Cet article donne corps à une idée ancienne, énoncée pour la première fois voici près de vingt ans dans le rapport du groupe d'études présidé par le premier président de la cour d'appel d'Orléans, M. Francis Casorla 16 ( * ) , puis reprise successivement par le rapport de la commission présidée par le doyen Serge Guinchard 17 ( * ) , par le rapport de votre rapporteur et de notre ancienne collègue Virginie Klès sur la justice de première instance 18 ( * ) et, enfin, par le rapport du groupe de travail présidé par M. Didier Marshall 19 ( * ) : celle du guichet unique de greffe, aussi dénommé guichet universel de greffe.

Pour ses auteurs, « le principe même du guichet unique de greffe implique qu'il puisse devenir effectivement un point unifié d'entrée dans le système judiciaire pour l'accomplissement de certaines formalités administratives ou judiciaires même si le contentieux n'est pas jugé sur le lieu où est physiquement implanté ce guichet » 20 ( * ) . L'intérêt, pour le justiciable est évident : il peut ainsi suivre la procédure en se rendant auprès de la juridiction la plus proche de son domicile. L'accès à la justice s'en trouve facilité.

La concrétisation de ce dispositif s'est néanmoins heurtée à plusieurs difficultés, ce qui explique que, jusqu'à présent, les guichets universels de greffe mis en place, n'aient rien de commun avec le projet initial 21 ( * ) .

Les premières difficultés sont d'ordre législatif : l'article L. 123-1 du code de l'organisation judiciaire assigne un greffe composé de fonctionnaires d'État à chaque juridiction judiciaire, de la Cour de cassation aux juridictions de proximité, en passant par les conseils de prud'hommes,. Ce faisant, comme le Conseil d'État l'a lui-même relevé dans son avis sur le présent article, le greffe d'une juridiction n'est juridiquement pas compétent pour intervenir sur des actes ou des procédures suivis par le greffe d'une autre juridiction.

D'autres difficultés sont d'ordre organisationnel : le personnel affecté à ces guichets universels doit maîtriser l'ensemble des procédures, ce qui suppose un effort supplémentaire de formation continue. Il convient en outre de renforcer l'effectif de ces services d'accueil, puisque ceux-ci doivent traiter non seulement le contentieux propre à la juridiction mais celui d'autres tribunaux.

Enfin le principal obstacle est d'ordre informatique.

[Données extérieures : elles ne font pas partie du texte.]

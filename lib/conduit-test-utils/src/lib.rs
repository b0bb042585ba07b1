// This Source Code Form is subject to the terms of the Mozilla Public
// License, v. 2.0. If a copy of the MPL was not distributed with this
// file, You can obtain one at https://mozilla.org/MPL/2.0/.

// Copyright 2026 Oxide Computer Company

//! Common routines for integration tests and benchmarks.

// This type of pedantry is more trouble than it's worth here.
#![allow(dead_code)]

pub mod pcap;
pub mod verify;

pub use conduit;
pub use conduit::api::*;
pub use conduit::ddi::time::Moment;
pub use conduit::engine::Dispatcher;
pub use conduit::engine::DropReason;
pub use conduit::engine::ProcessResult;
pub use conduit::engine::conn_table::ConnTable;
pub use conduit::engine::event::RingSink;
pub use conduit::engine::reaper::Reaper;
pub use conduit::engine::snapshot::Tables;
pub use conduit::engine::sock_lb::ConnectOutcome;
pub use conduit::engine::sock_lb::ConnectRequest;
pub use conduit::engine::sock_lb::ConnectTimeLb;
pub use conduit::engine::tcp::TcpFlags;
pub use conduit::provider::PrintlnLog;
pub use conduit::provider::Providers;
pub use verify::verify_checksums;

use conduit::engine::checksum::Checksum;
use conduit::engine::checksum::HeaderChecksum;
use conduit::engine::checksum::pseudo_header;
use conduit::engine::ether::ETHER_TYPE_IPV4;
use conduit::engine::ether::ETHER_TYPE_IPV6;
use conduit::engine::ether::EtherHdrRaw;
use conduit::engine::icmp::ICMP_ECHO_REQUEST;
use conduit::engine::icmp::IcmpEchoRaw;
use conduit::engine::ip4::Ipv4HdrRaw;
use conduit::engine::ip6::Ipv6HdrRaw;
use conduit::engine::tcp::TcpHdrRaw;
use conduit::engine::udp::UdpHdrRaw;
use std::collections::BTreeMap;
use std::sync::Arc;
use zerocopy::IntoBytes;

pub const GUEST_MAC: [u8; 6] = [0xA8, 0x40, 0x25, 0xF7, 0x00, 0x01];
pub const GW_MAC: [u8; 6] = [0xA8, 0x40, 0x25, 0xFF, 0x77, 0x77];

/// Number of verdict events kept by [`TestDataplane`].
pub const EVENT_RING_SIZE: usize = 256;

/// The service used by the NAT scenarios.
pub const SVC_VIP: &str = "10.0.0.1:80";
pub const SVC_BACKENDS: [&str; 2] = ["10.1.1.1:8080", "10.1.1.2:8080"];
pub const CLIENT: &str = "10.2.2.2:5000";

pub fn ep(s: &str) -> Endpoint {
    match s.parse() {
        Ok(ep) => ep,
        Err(e) => panic!("bad endpoint {s}: {e}"),
    }
}

fn eth(ether_type: u16) -> Vec<u8> {
    EtherHdrRaw {
        dst: GW_MAC,
        src: GUEST_MAC,
        ether_type: ether_type.to_be_bytes(),
    }
    .as_bytes()
    .to_vec()
}

/// Wrap the L4 segment `l4` in IP and Ethernet headers. The L4
/// checksum field at `csum_off` is filled in, covering the
/// pseudo-header when `pseudo` is set.
fn frame(
    src: IpAddr,
    dst: IpAddr,
    proto: u8,
    mut l4: Vec<u8>,
    csum_off: usize,
    pseudo: bool,
) -> Vec<u8> {
    let mut sum = if pseudo {
        pseudo_header(src, dst, proto, l4.len() as u32)
    } else {
        Checksum::new()
    };
    sum.add_bytes(&l4);
    let csum = HeaderChecksum::from(sum).bytes();
    l4[csum_off..csum_off + 2].copy_from_slice(&csum);

    let mut pkt = match (src, dst) {
        (IpAddr::V4(s), IpAddr::V4(d)) => {
            let mut pkt = eth(ETHER_TYPE_IPV4);
            pkt.extend_from_slice(Ipv4HdrRaw::new(s, d, proto, l4.len()).as_bytes());
            pkt
        }
        (IpAddr::V6(s), IpAddr::V6(d)) => {
            let mut pkt = eth(ETHER_TYPE_IPV6);
            pkt.extend_from_slice(Ipv6HdrRaw::new(s, d, proto, l4.len()).as_bytes());
            pkt
        }
        _ => panic!("mixed address families: {src} -> {dst}"),
    };
    pkt.extend_from_slice(&l4);
    pkt
}

/// A TCP segment from `src` to `dst` with the given flags and a short
/// payload.
pub fn tcp(src: &str, dst: &str, flags: TcpFlags) -> Vec<u8> {
    let (src, dst) = (ep(src), ep(dst));
    let hdr = TcpHdrRaw {
        src_port: src.port.to_be_bytes(),
        dst_port: dst.port.to_be_bytes(),
        seq: 4224u32.to_be_bytes(),
        ack: if flags.contains(TcpFlags::ACK) {
            7777u32.to_be_bytes()
        } else {
            [0; 4]
        },
        offset: 5 << 4,
        flags: flags.bits(),
        win: 64240u16.to_be_bytes(),
        csum: [0; 2],
        urg: [0; 2],
    };
    let mut l4 = hdr.as_bytes().to_vec();
    l4.extend_from_slice(b"tcp payload");
    frame(src.ip, dst.ip, PROTO_TCP, l4, 16, true)
}

/// An IPv4 TCP segment. Addresses are `ip:port`.
pub fn tcp4(src: &str, dst: &str, flags: TcpFlags) -> Vec<u8> {
    tcp(src, dst, flags)
}

/// An IPv6 TCP segment. Addresses are `[ip]:port`.
pub fn tcp6(src: &str, dst: &str, flags: TcpFlags) -> Vec<u8> {
    tcp(src, dst, flags)
}

/// A UDP datagram carrying `payload`.
pub fn udp(src: &str, dst: &str, payload: &[u8]) -> Vec<u8> {
    let (src, dst) = (ep(src), ep(dst));
    let len = UdpHdrRaw::SIZE + payload.len();
    let hdr = UdpHdrRaw {
        src_port: src.port.to_be_bytes(),
        dst_port: dst.port.to_be_bytes(),
        length: (len as u16).to_be_bytes(),
        csum: [0; 2],
    };
    let mut l4 = hdr.as_bytes().to_vec();
    l4.extend_from_slice(payload);
    frame(src.ip, dst.ip, PROTO_UDP, l4, 6, true)
}

pub fn udp4(src: &str, dst: &str, payload: &[u8]) -> Vec<u8> {
    udp(src, dst, payload)
}

/// An ICMPv4 echo request.
pub fn icmp4_echo(src: &str, dst: &str, ident: u16, seq: u16) -> Vec<u8> {
    let src: IpAddr = src.parse().unwrap();
    let dst: IpAddr = dst.parse().unwrap();
    let hdr = IcmpEchoRaw {
        msg_type: ICMP_ECHO_REQUEST,
        code: 0,
        csum: [0; 2],
        ident: ident.to_be_bytes(),
        seq: seq.to_be_bytes(),
    };
    let mut l4 = hdr.as_bytes().to_vec();
    l4.extend_from_slice(b"reunion\0");
    frame(src, dst, PROTO_ICMP, l4, 2, false)
}

/// Parse `pkt` and return its flow key.
pub fn flow_of(pkt: &[u8]) -> FlowKey {
    match conduit::engine::parse::parse(pkt) {
        Ok(meta) => meta.flow,
        Err(e) => panic!("failed to parse test packet: {e}"),
    }
}

/// A tier with a single rule allowing everything in both directions.
pub fn allow_all_tier() -> TierCfg {
    let rule = |direction| RuleCfg {
        name: Some(format!("allow-all-{direction}")),
        direction,
        selector: Selector::All,
        action: RuleAction::Allow,
        matches: RuleMatchCfg::default(),
    };
    TierCfg {
        name: "default-allow".to_string(),
        rules: vec![rule(Direction::In), rule(Direction::Out)],
    }
}

/// The service `SVC_VIP` balanced over `SVC_BACKENDS`, with policy
/// allowing all traffic.
pub fn nat_scenario() -> TablesCfg {
    let mut cfg = TablesCfg::default();
    cfg.policy.tiers.push(allow_all_tier());
    cfg.services.services.push(ServiceCfg {
        name: Some("frontend".to_string()),
        protocol: Protocol::TCP,
        vip: ep(SVC_VIP),
        backends: SVC_BACKENDS
            .iter()
            .map(|b| BackendCfg { addr: ep(b), weight: 1 })
            .collect(),
    });
    cfg
}

/// Ingress policy: tier 1 denies TCP to port 22 from anywhere, tier 2
/// allows any TCP, everything else falls to the default verdict.
pub fn tier_scenario() -> TablesCfg {
    let mut cfg = TablesCfg::default();
    cfg.policy.tiers = vec![
        TierCfg {
            name: "security".to_string(),
            rules: vec![RuleCfg {
                name: Some("no-ssh".to_string()),
                direction: Direction::In,
                selector: Selector::All,
                action: RuleAction::Deny,
                matches: RuleMatchCfg {
                    protocols: vec![Protocol::TCP],
                    src_nets: vec!["0.0.0.0/0".parse().unwrap()],
                    dst_ports: vec![PortRange::single(22)],
                    ..Default::default()
                },
            }],
        },
        TierCfg {
            name: "application".to_string(),
            rules: vec![RuleCfg {
                name: Some("allow-tcp".to_string()),
                direction: Direction::In,
                selector: Selector::All,
                action: RuleAction::Allow,
                matches: RuleMatchCfg {
                    protocols: vec![Protocol::TCP],
                    ..Default::default()
                },
            }],
        },
    ];
    cfg
}

/// A named endpoint with the given labels.
pub fn endpoint(name: &str, addr: &str, labels: &[(&str, &str)]) -> EndpointCfg {
    EndpointCfg {
        name: name.to_string(),
        addrs: vec![addr.parse().unwrap()],
        labels: labels
            .iter()
            .map(|(k, v)| (k.to_string(), v.to_string()))
            .collect::<BTreeMap<_, _>>(),
    }
}

/// A complete dataplane over one connection table: the packet path,
/// the connect-time balancer, and the reaper, with events captured in
/// a ring.
pub struct TestDataplane {
    pub dp: Dispatcher,
    pub lb: ConnectTimeLb,
    pub reaper: Reaper,
    pub tables: Arc<Tables>,
    pub ct: Arc<ConnTable>,
    pub events: Arc<RingSink<EVENT_RING_SIZE>>,
}

impl TestDataplane {
    pub fn new(cfg: &DataplaneCfg, tables: &TablesCfg) -> Self {
        let events = Arc::new(RingSink::<EVENT_RING_SIZE>::new());
        let providers = Arc::new(Providers::new(
            Box::new(PrintlnLog),
            Box::new(events.clone()),
        ));
        let tables = Arc::new(Tables::from_cfg(tables).unwrap());
        let ct = Arc::new(ConnTable::new(cfg.conn_table_capacity).unwrap());

        let dp = Dispatcher::new(
            "test-dp",
            cfg,
            tables.clone(),
            ct.clone(),
            providers.clone(),
        )
        .unwrap();
        let lb = ConnectTimeLb::new(
            tables.clone(),
            ct.clone(),
            cfg.ttl,
            providers.clone(),
        );
        let reaper = Reaper::new(ct.clone(), providers);

        Self { dp, lb, reaper, tables, ct, events }
    }

    /// A dataplane with default settings.
    pub fn with_tables(tables: &TablesCfg) -> Self {
        Self::new(&DataplaneCfg::default(), tables)
    }

    pub fn process(
        &self,
        dir: Direction,
        pkt: &mut [u8],
        now: u64,
    ) -> ProcessResult {
        self.dp.process_at(dir, pkt, Moment::from_raw_millis(now))
    }

    /// Dump the connection table to stdout, for failing tests.
    pub fn print_conns(&self) {
        conduit::print::print_conn_table(&self.ct.dump()).unwrap();
    }
}

#[macro_export]
macro_rules! expect_forward {
    ($res:expr) => {
        assert!(
            matches!($res, $crate::ProcessResult::Forward),
            "expected Forward, got {:?}",
            $res
        )
    };
}

#[macro_export]
macro_rules! assert_drop {
    ($res:expr, $expected:pat) => {
        match &$res {
            $crate::ProcessResult::Drop { reason } => assert!(
                matches!(reason, $expected),
                "expected drop type: {}, but got: {:?}",
                stringify!($expected),
                reason,
            ),

            _ => panic!("expected drop, but got: {:?}", $res),
        }
    };
}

En effet, longtemps, l'organisation informatique des juridictions a été telle que chaque juridiction était close sur elle-même et qu'il n'était pas possible pour le greffe d'une juridiction donnée d'accéder à distance aux traitements informatiques du greffe d'une autre juridiction.

Le projet Cassiopée a permis de concevoir un outil commun à toutes les juridictions pénales, rendant possibles ces accès à distance. Mais il n'existe pas, à l'heure actuelle, un dispositif semblable pour les procédures civiles. Le ministère de la justice a certes mis en place un ambitieux projet, « Portalis », destiné à créer une chaîne applicative civile unique, mais celui-ci débute à peine et ne devrait remplacer les applications informatiques existantes qu'en 2021.

• Le dispositif proposé par le Gouvernement

Le présent article vise à lever la première des trois difficultés signalées, celle relative à la compétence territoriale limitée des greffes des juridictions.

Un nouvel article L. 123-3 serait ajouté au chapitre dédié aux dispositions générales relatives aux greffes du code de l'organisation judiciaire, qui définirait la double mission du service d'accueil unique du justiciable - informer les personnes sur les procédures et recevoir de leur part des actes afférents à celles-ci - et qui préciserait que sa compétence s'étend au-delà de celle de la juridiction où il est implanté.

Les conditions d'accès à l'application pénale Cassiopée étant définies à l'article 48-1 du code de procédure pénale, il est nécessaire de les modifier afin d'autoriser les agents du SAUJ à y accéder. Le deuxième paragraphe du présent article y pourvoit, en y attachant deux garanties.

La première tient au fait que cet accès est limité aux seuls besoins de fonctionnement du service d'accès unique, c'est-à-dire l'information du mis en cause ou de la victime sur le déroulement de la procédure et la réception puis la transmission d'un acte donné à la juridiction compétente. Il n'est notamment pas prévu que le greffier du SAUJ puisse enregistrer de nouvelles informations ou modifier les informations existantes. En effet, conformément au neuvième alinéa de l'article 48-1, cet enregistrement ou cette modification ne peuvent être effectués que sous la responsabilité du procureur de la République ou du magistrat du siège de la seule juridiction compétente.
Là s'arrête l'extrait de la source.